What this task involves: After reading the data, copy it out in full and exactly.

(Excerpts from a dataset)
·····

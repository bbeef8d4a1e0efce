// SPDX-License-Identifier: PMPL-1.0-or-later
// Copyright (c) 2026 Jonathan D.A. Jewell (hyperpolymath) <jonathan.jewell@open.ac.uk>
//
// Core domain types: offered services, their upload forms, and page handles.

use serde::{Deserialize, Serialize};

/// The closed set of services a card can select.
#[derive(Debug, Clone, Copy, PartialEq, Eq, Hash, Serialize, Deserialize)]
pub enum ServiceKind {
    /// DICOM series to standard image formats.
    ImageConversion,
    /// Threshold segmentation of a DICOM series.
    Segmentation,
    /// Surface mesh (STL) generation.
    Model3d,
}

impl ServiceKind {
    /// Every service, in the order cards are laid out.
    pub const ALL: [ServiceKind; 3] = [
        ServiceKind::ImageConversion,
        ServiceKind::Segmentation,
        ServiceKind::Model3d,
    ];

    /// Parse the value of a card's `data-service` attribute.
    ///
    /// The 3D generator is keyed `model3D` in the catalog while its endpoint
    /// slug is `3d_model`; both spellings select it. Anything else is `None`.
    pub fn from_identifier(id: &str) -> Option<Self> {
        match id {
            "image_conversion" => Some(Self::ImageConversion),
            "segmentation" => Some(Self::Segmentation),
            "model3D" | "3d_model" => Some(Self::Model3d),
            _ => None,
        }
    }

    /// Catalog key, as written into `data-service`.
    pub fn identifier(&self) -> &'static str {
        match self {
            Self::ImageConversion => "image_conversion",
            Self::Segmentation => "segmentation",
            Self::Model3d => "model3D",
        }
    }

    /// Path segment of the processing endpoint under `/service/`.
    pub fn endpoint_slug(&self) -> &'static str {
        match self {
            Self::ImageConversion => "image_conversion",
            Self::Segmentation => "segmentation",
            Self::Model3d => "3d_model",
        }
    }
}

impl std::fmt::Display for ServiceKind {
    fn fmt(&self, f: &mut std::fmt::Formatter<'_>) -> std::fmt::Result {
        f.write_str(self.identifier())
    }
}

/// A multipart upload form posting one DICOM file to a service endpoint.
#[derive(Debug, Clone, PartialEq, Eq)]
pub struct UploadForm {
    pub action: String,
    pub method: &'static str,
    pub enctype: &'static str,
    /// Name of the file input the server reads.
    pub field_name: &'static str,
    /// Extensions for the input's `accept` attribute.
    pub accept: &'static [&'static str],
    pub required: bool,
    pub submit_label: &'static str,
}

impl UploadForm {
    /// Standard DICOM upload form for `kind`, with `endpoint_base` prefixed to
    /// the action path.
    pub fn for_service(kind: ServiceKind, endpoint_base: &str) -> Self {
        let base = endpoint_base.trim_end_matches('/');
        Self {
            action: format!("{base}/service/{}", kind.endpoint_slug()),
            method: "POST",
            enctype: "multipart/form-data",
            field_name: "dicom_file",
            accept: &[".dcm", ".zip"],
            required: true,
            submit_label: match kind {
                ServiceKind::ImageConversion => "Convert",
                ServiceKind::Segmentation => "Segment",
                ServiceKind::Model3d => "Generate",
            },
        }
    }

    /// Value for the HTML `accept` attribute.
    pub fn accept_attr(&self) -> String {
        self.accept.join(",")
    }
}

/// Everything shown in the details panel for one service.
#[derive(Debug, Clone, PartialEq, Eq)]
pub struct ServiceEntry {
    pub kind: ServiceKind,
    pub heading: &'static str,
    pub description: &'static str,
    pub form: UploadForm,
}

impl ServiceEntry {
    /// Built-in description of `kind`.
    pub fn builtin(kind: ServiceKind, endpoint_base: &str) -> Self {
        let (heading, description) = match kind {
            ServiceKind::ImageConversion => (
                "DICOM to Image Converter",
                "This tool converts a folder of DICOM files into standard image formats. Upload your folder and start the conversion process.",
            ),
            ServiceKind::Segmentation => (
                "Segmentation Service",
                "Apply segmentation to a folder of DICOM files, producing processed images.",
            ),
            ServiceKind::Model3d => (
                "3D Model Generator",
                "Generate a 3D model from DICOM files and view it in STL format.",
            ),
        };
        Self {
            kind,
            heading,
            description,
            form: UploadForm::for_service(kind, endpoint_base),
        }
    }
}

/// Visibility of a page element, mapped onto the CSS `display` property.
#[derive(Debug, Clone, Copy, PartialEq, Eq, Default, Serialize, Deserialize)]
pub enum Display {
    #[default]
    Hidden,
    Visible,
}

impl Display {
    /// CSS `display` value.
    pub fn css_value(&self) -> &'static str {
        match self {
            Self::Hidden => "none",
            Self::Visible => "block",
        }
    }
}

/// Opaque handle to an element owned by a page host.
#[derive(Debug, Clone, Copy, PartialEq, Eq, Hash, PartialOrd, Ord)]
pub struct ElementId(pub usize);

impl std::fmt::Display for ElementId {
    fn fmt(&self, f: &mut std::fmt::Formatter<'_>) -> std::fmt::Result {
        write!(f, "#{}", self.0)
    }
}

#[cfg(test)]
mod tests {
    use super::*;

    #[test]
    fn identifiers_round_trip() {
        for kind in ServiceKind::ALL {
            assert_eq!(ServiceKind::from_identifier(kind.identifier()), Some(kind));
        }
    }

    #[test]
    fn endpoint_slug_is_an_alias_for_the_model_generator() {
        assert_eq!(ServiceKind::from_identifier("3d_model"), Some(ServiceKind::Model3d));
    }

    #[test]
    fn unknown_identifiers_are_rejected() {
        assert_eq!(ServiceKind::from_identifier("unknown"), None);
        assert_eq!(ServiceKind::from_identifier(""), None);
        // Matching is exact, like a JS object key lookup.
        assert_eq!(ServiceKind::from_identifier("Segmentation"), None);
        assert_eq!(ServiceKind::from_identifier("model3d"), None);
    }

    #[test]
    fn form_actions_follow_endpoint_slugs() {
        let form = UploadForm::for_service(ServiceKind::Model3d, "");
        assert_eq!(form.action, "/service/3d_model");
        assert_eq!(form.field_name, "dicom_file");
        assert_eq!(form.accept_attr(), ".dcm,.zip");
        assert!(form.required);
    }

    #[test]
    fn endpoint_base_trailing_slash_is_trimmed() {
        let form = UploadForm::for_service(ServiceKind::Segmentation, "http://localhost:5000/");
        assert_eq!(form.action, "http://localhost:5000/service/segmentation");
    }

    #[test]
    fn panel_starts_hidden() {
        assert_eq!(Display::default(), Display::Hidden);
        assert_eq!(Display::Visible.css_value(), "block");
    }
}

·····

Problem solution:
repository bbeef8d4a1e0efce
// SPDX-License-Identifier: PMPL-1.0-or-later
// Copyright (c) 2026 Jonathan D.A. Jewell (hyperpolymath) <jonathan.jewell@open.ac.uk>
//
// Core domain types: offered services, their upload forms, and page handles.

use serde::{Deserialize, Serialize};

/// The closed set of services a card can select.
#[derive(Debug, Clone, Copy, PartialEq, Eq, Hash, Serialize, Deserialize)]
pub enum ServiceKind {
    /// DICOM series to standard image formats.
    ImageConversion,
    /// Threshold segmentation of a DICOM series.
    Segmentation,
    /// Surface mesh (STL) generation.
    Model3d,
}

impl ServiceKind {
    /// Every service, in the order cards are laid out.
    pub const ALL: [ServiceKind; 3] = [
        ServiceKind::ImageConversion,
        ServiceKind::Segmentation,
        ServiceKind::Model3d,
    ];

    /// Parse the value of a card's `data-service` attribute.
    ///
    /// The 3D generator is keyed `model3D` in the catalog while its endpoint
    /// slug is `3d_model`; both spellings select it. Anything else is `None`.
    pub fn from_identifier(id: &str) -> Option<Self> {
        match id {
            "image_conversion" => Some(Self::ImageConversion),
            "segmentation" => Some(Self::Segmentation),
            "model3D" | "3d_model" => Some(Self::Model3d),
            _ => None,
        }
    }

    /// Catalog key, as written into `data-service`.
    pub fn identifier(&self) -> &'static str {
        match self {
            Self::ImageConversion => "image_conversion",
            Self::Segmentation => "segmentation",
            Self::Model3d => "model3D",
        }
    }

    /// Path segment of the processing endpoint under `/service/`.
    pub fn endpoint_slug(&self) -> &'static str {
        match self {
            Self::ImageConversion => "image_conversion",
            Self::Segmentation => "segmentation",
            Self::Model3d => "3d_model",
        }
    }
}

impl std::fmt::Display for ServiceKind {
    fn fmt(&self, f: &mut std::fmt::Formatter<'_>) -> std::fmt::Result {
        f.write_str(self.identifier())
    }
}

/// A multipart upload form posting one DICOM file to a service endpoint.
#[derive(Debug, Clone, PartialEq, Eq)]
pub struct UploadForm {
    pub action: String,
    pub method: &'static str,
    pub enctype: &'static str,
    /// Name of the file input the server reads.
    pub field_name: &'static str,
    /// Extensions for the input's `accept` attribute.
    pub accept: &'static [&'static str],
    pub required: bool,
    pub submit_label: &'static str,
}

impl UploadForm {
    /// Standard DICOM upload form for `kind`, with `endpoint_base` prefixed to
    /// the action path.
    pub fn for_service(kind: ServiceKind, endpoint_base: &str) -> Self {
        let base = endpoint_base.trim_end_matches('/');
        Self {
            action: format!("{base}/service/{}", kind.endpoint_slug()),
            method: "POST",
            enctype: "multipart/form-data",
            field_name: "dicom_file",
            accept: &[".dcm", ".zip"],
            required: true,
            submit_label: match kind {
                ServiceKind::ImageConversion => "Convert",
                ServiceKind::Segmentation => "Segment",
                ServiceKind::Model3d => "Generate",
            },
        }
    }

    /// Value for the HTML `accept` attribute.
    pub fn accept_attr(&self) -> String {
        self.accept.join(",")
    }
}

/// Everything shown in the details panel for one service.
#[derive(Debug, Clone, PartialEq, Eq)]
pub struct ServiceEntry {
    pub kind: ServiceKind,
    pub heading: &'static str,
    pub description: &'static str,
    pub form: UploadForm,
}

impl ServiceEntry {
    /// Built-in description of `kind`.
    pub fn builtin(kind: ServiceKind, endpoint_base: &str) -> Self {
        let (heading, description) = match kind {
            ServiceKind::ImageConversion => (
                "DICOM to Image Converter",
                "This tool converts a folder of DICOM files into standard image formats. Upload your folder and start the conversion process.",
            ),
            ServiceKind::Segmentation => (
                "Segmentation Service",
                "Apply segmentation to a folder of DICOM files, producing processed images.",
            ),
            ServiceKind::Model3d => (
                "3D Model Generator",
                "Generate a 3D model from DICOM files and view it in STL format.",
            ),
        };
        Self {
            kind,
            heading,
            description,
            form: UploadForm::for_service(kind, endpoint_base),
        }
    }
}

/// Visibility of a page element, mapped onto the CSS `display` property.
#[derive(Debug, Clone, Copy, PartialEq, Eq, Default, Serialize, Deserialize)]
pub enum Display {
    #[default]
    Hidden,
    Visible,
}

impl Display {
    /// CSS `display` value.
    pub fn css_value(&self) -> &'static str {
        match self {
            Self::Hidden => "none",
            Self::Visible => "block",
        }
    }
}

/// Opaque handle to an element owned by a page host.
#[derive(Debug, Clone, Copy, PartialEq, Eq, Hash, PartialOrd, Ord)]
pub struct ElementId(pub usize);

impl std::fmt::Display for ElementId {
    fn fmt(&self, f: &mut std::fmt::Formatter<'_>) -> std::fmt::Result {
        write!(f, "#{}", self.0)
    }
}

#[cfg(test)]
mod tests {
    use super::*;

    #[test]
    fn identifiers_round_trip() {
        for kind in ServiceKind::ALL {
            assert_eq!(ServiceKind::from_identifier(kind.identifier()), Some(kind));
        }
    }

    #[test]
    fn endpoint_slug_is_an_alias_for_the_model_generator() {
        assert_eq!(ServiceKind::from_identifier("3d_model"), Some(ServiceKind::Model3d));
    }

    #[test]
    fn unknown_identifiers_are_rejected() {
        assert_eq!(ServiceKind::from_identifier("unknown"), None);
        assert_eq!(ServiceKind::from_identifier(""), None);
        // Matching is exact, like a JS object key lookup.
        assert_eq!(ServiceKind::from_identifier("Segmentation"), None);
        assert_eq!(ServiceKind::from_identifier("model3d"), None);
    }

    #[test]
    fn form_actions_follow_endpoint_slugs() {
        let form = UploadForm::for_service(ServiceKind::Model3d, "");
        assert_eq!(form.action, "/service/3d_model");
        assert_eq!(form.field_name, "dicom_file");
        assert_eq!(form.accept_attr(), ".dcm,.zip");
        assert!(form.required);
    }

    #[test]
    fn endpoint_base_trailing_slash_is_trimmed() {
        let form = UploadForm::for_service(ServiceKind::Segmentation, "http://localhost:5000/");
        assert_eq!(form.action, "http://localhost:5000/service/segmentation");
    }

    #[test]
    fn panel_starts_hidden() {
        assert_eq!(Display::default(), Display::Hidden);
        assert_eq!(Display::Visible.css_value(), "block");
    }
}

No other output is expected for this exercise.